## PROBLEM STATEMENT
Using the material below, return exactly the lines between the one holding "mapping onto one" and the one holding "let word = match", inclusive, and no others.

## DATA TO EXAMINE

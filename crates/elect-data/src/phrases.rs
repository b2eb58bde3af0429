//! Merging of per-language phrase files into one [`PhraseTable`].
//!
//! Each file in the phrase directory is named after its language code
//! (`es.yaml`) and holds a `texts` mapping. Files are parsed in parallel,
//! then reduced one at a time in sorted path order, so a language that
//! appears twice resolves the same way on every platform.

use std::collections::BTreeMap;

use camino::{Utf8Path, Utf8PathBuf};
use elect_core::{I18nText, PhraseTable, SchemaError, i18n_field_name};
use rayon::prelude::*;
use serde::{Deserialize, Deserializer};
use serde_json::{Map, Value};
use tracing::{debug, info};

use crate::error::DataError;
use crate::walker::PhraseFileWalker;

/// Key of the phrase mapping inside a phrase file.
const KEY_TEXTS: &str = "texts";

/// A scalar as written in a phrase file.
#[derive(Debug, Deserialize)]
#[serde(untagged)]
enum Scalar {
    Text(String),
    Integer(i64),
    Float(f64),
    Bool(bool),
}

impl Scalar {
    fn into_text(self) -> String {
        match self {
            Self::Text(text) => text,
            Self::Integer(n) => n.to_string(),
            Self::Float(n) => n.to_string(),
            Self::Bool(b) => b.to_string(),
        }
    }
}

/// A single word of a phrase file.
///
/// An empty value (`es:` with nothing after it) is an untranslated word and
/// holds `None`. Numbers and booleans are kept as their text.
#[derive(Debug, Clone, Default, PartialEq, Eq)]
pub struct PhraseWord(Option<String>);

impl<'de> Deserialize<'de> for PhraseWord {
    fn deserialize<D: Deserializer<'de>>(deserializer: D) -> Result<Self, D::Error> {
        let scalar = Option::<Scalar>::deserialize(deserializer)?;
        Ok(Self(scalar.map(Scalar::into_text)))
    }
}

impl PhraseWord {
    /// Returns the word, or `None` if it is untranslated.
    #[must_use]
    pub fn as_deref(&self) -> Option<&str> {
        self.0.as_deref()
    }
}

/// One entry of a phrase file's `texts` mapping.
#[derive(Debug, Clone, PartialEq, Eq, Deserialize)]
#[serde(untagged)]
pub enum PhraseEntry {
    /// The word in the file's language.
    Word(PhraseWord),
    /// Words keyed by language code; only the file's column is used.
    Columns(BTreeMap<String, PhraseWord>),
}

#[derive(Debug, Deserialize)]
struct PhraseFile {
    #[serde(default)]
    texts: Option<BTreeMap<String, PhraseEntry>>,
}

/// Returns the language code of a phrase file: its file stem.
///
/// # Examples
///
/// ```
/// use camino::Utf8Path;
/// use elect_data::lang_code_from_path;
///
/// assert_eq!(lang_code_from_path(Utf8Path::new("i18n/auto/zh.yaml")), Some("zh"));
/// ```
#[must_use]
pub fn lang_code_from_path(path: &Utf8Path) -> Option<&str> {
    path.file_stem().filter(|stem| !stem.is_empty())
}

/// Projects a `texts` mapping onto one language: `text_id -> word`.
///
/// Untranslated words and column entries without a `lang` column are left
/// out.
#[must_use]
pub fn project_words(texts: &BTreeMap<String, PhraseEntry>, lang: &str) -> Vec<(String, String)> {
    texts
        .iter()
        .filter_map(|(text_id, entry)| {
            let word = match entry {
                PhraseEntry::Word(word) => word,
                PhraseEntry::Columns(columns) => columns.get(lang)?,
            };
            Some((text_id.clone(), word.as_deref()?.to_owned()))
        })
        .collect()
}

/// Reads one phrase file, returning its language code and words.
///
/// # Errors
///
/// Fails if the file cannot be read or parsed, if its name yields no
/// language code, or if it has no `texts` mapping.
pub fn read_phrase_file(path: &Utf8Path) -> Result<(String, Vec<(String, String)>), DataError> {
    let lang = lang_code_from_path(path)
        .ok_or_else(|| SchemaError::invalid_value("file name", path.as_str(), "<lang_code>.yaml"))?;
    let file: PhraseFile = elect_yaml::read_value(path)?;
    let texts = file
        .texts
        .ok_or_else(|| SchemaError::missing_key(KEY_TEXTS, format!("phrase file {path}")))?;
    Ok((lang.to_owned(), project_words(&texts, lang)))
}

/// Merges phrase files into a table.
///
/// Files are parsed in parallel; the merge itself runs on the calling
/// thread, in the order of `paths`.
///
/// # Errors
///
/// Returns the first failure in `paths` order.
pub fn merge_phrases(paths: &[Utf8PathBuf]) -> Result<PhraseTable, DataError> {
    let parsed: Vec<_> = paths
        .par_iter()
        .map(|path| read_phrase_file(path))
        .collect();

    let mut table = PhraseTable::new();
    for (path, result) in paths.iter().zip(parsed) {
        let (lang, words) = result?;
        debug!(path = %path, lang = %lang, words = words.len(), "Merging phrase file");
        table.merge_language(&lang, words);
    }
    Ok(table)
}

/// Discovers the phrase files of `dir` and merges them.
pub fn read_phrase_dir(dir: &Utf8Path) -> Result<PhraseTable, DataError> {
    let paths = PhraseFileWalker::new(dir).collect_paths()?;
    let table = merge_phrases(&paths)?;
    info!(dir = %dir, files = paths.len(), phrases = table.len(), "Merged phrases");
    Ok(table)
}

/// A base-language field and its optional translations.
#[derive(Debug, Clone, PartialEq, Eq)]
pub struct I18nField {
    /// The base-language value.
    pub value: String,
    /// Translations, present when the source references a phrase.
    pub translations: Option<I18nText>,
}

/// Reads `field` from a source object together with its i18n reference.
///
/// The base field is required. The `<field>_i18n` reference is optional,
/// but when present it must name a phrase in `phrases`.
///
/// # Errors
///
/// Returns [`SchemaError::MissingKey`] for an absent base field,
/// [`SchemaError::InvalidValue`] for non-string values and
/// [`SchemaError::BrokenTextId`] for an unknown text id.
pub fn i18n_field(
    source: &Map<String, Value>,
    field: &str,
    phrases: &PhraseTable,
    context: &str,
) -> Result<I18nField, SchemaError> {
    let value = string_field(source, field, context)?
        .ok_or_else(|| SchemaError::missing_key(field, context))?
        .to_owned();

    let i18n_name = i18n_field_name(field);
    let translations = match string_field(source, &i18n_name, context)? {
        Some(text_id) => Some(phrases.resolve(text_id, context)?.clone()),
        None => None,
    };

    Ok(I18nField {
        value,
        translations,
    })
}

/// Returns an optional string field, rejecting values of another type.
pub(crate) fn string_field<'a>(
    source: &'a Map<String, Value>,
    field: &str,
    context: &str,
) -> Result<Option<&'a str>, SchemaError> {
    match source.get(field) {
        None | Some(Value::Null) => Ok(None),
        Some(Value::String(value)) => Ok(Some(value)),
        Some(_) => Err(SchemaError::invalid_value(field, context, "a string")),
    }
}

## SOLUTION TO THIS TASK
/// Projects a `texts` mapping onto one language: `text_id -> word`.
///
/// Untranslated words and column entries without a `lang` column are left
/// out.
#[must_use]
pub fn project_words(texts: &BTreeMap<String, PhraseEntry>, lang: &str) -> Vec<(String, String)> {
    texts
        .iter()
        .filter_map(|(text_id, entry)| {
            let word = match entry {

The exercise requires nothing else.